The AWS CEO calls replacing juniors with AI one of the dumbest ideas he's heard. Anthropic says programmers are on their way out. Who's right depends on how you count.
OK, here's the story. Last week Matt Garman, AWS CEO, said in an interview, straight up: replacing juniors with AI is one of the dumbest ideas he's heard. Same day he confirmed AWS is hiring 11,000 interns in 2026. Same number as last year. And this is after Amazon let go thirty thousand people in twelve months.
Meanwhile Boris Cherny (the guy who built Claude Code at Anthropic) and Martin Casado at a16z have been pushing the same line for months. Software engineering is dying. AI writes code. We don't need programmers anymore. Pack it up.
So someone is lying.
Actually, nobody is lying. Casado and Cherny are looking into one hole, Garman is looking into another. Each sees their own truth. Let me unpack it.
What's actually dying
Casado and Cherny see one number — how many lines of code per day a live human writes. That number is collapsing. AI writes code faster and cheaper than a senior. Any junior with Cursor produces in a day what a senior took a week to do in 2022. Arguing with that is pointless.

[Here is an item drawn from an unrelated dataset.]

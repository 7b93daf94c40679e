//! Instance backups.

mod archive;

pub use archive::{DEFAULT_MAX_BACKUPS, ZipBackupStore};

But they take that ONE number and extrapolate it to the WHOLE profession. That's where the sleight of hand is.
Programming was never "writing code." That was one task of a programmer, and yes, for a long time it ate most of the workday. Simply because the tools sucked. We had vim, Stack Overflow, and Notepad++. "Figure out what the client needs," "design the architecture," "make sure it doesn't fall over in prod" — that got the scraps.
Now it's flipped. Code is an hour of work. Everything else — everything.
What's actually needed
Garman is looking at a different number. AWS doesn't have enough people who can actually understand a customer's problem, build an app for them, and make sure it stays up under load. Demand for those people is growing faster than headcount. Hence 11,000 interns — not charity, just trying to keep up.
And look at exactly what he said. Not "we need more Java developers." This:
"Narrow technical skills — like writing Java — are losing value. The focus is shifting to building full applications and solving customer problems."
That's a different profession. Not the one juniors got hired into in 2018. Back then it was: here's a five-page spec, implement it. Now it's: here's a live customer with their own pain, figure out what they need, ship something, make sure it holds up.
AI handles the first task. The second — not even close.
Three apps
That same week somebody brought me three projects to look at. All three built through Cursor with minimal human input. All three work. None of them sell.
A B2B landing page. Eight-field capture form. All eight fields fair — they need company, role, team size. Except the user closes the tab on the third one. Just gets tired.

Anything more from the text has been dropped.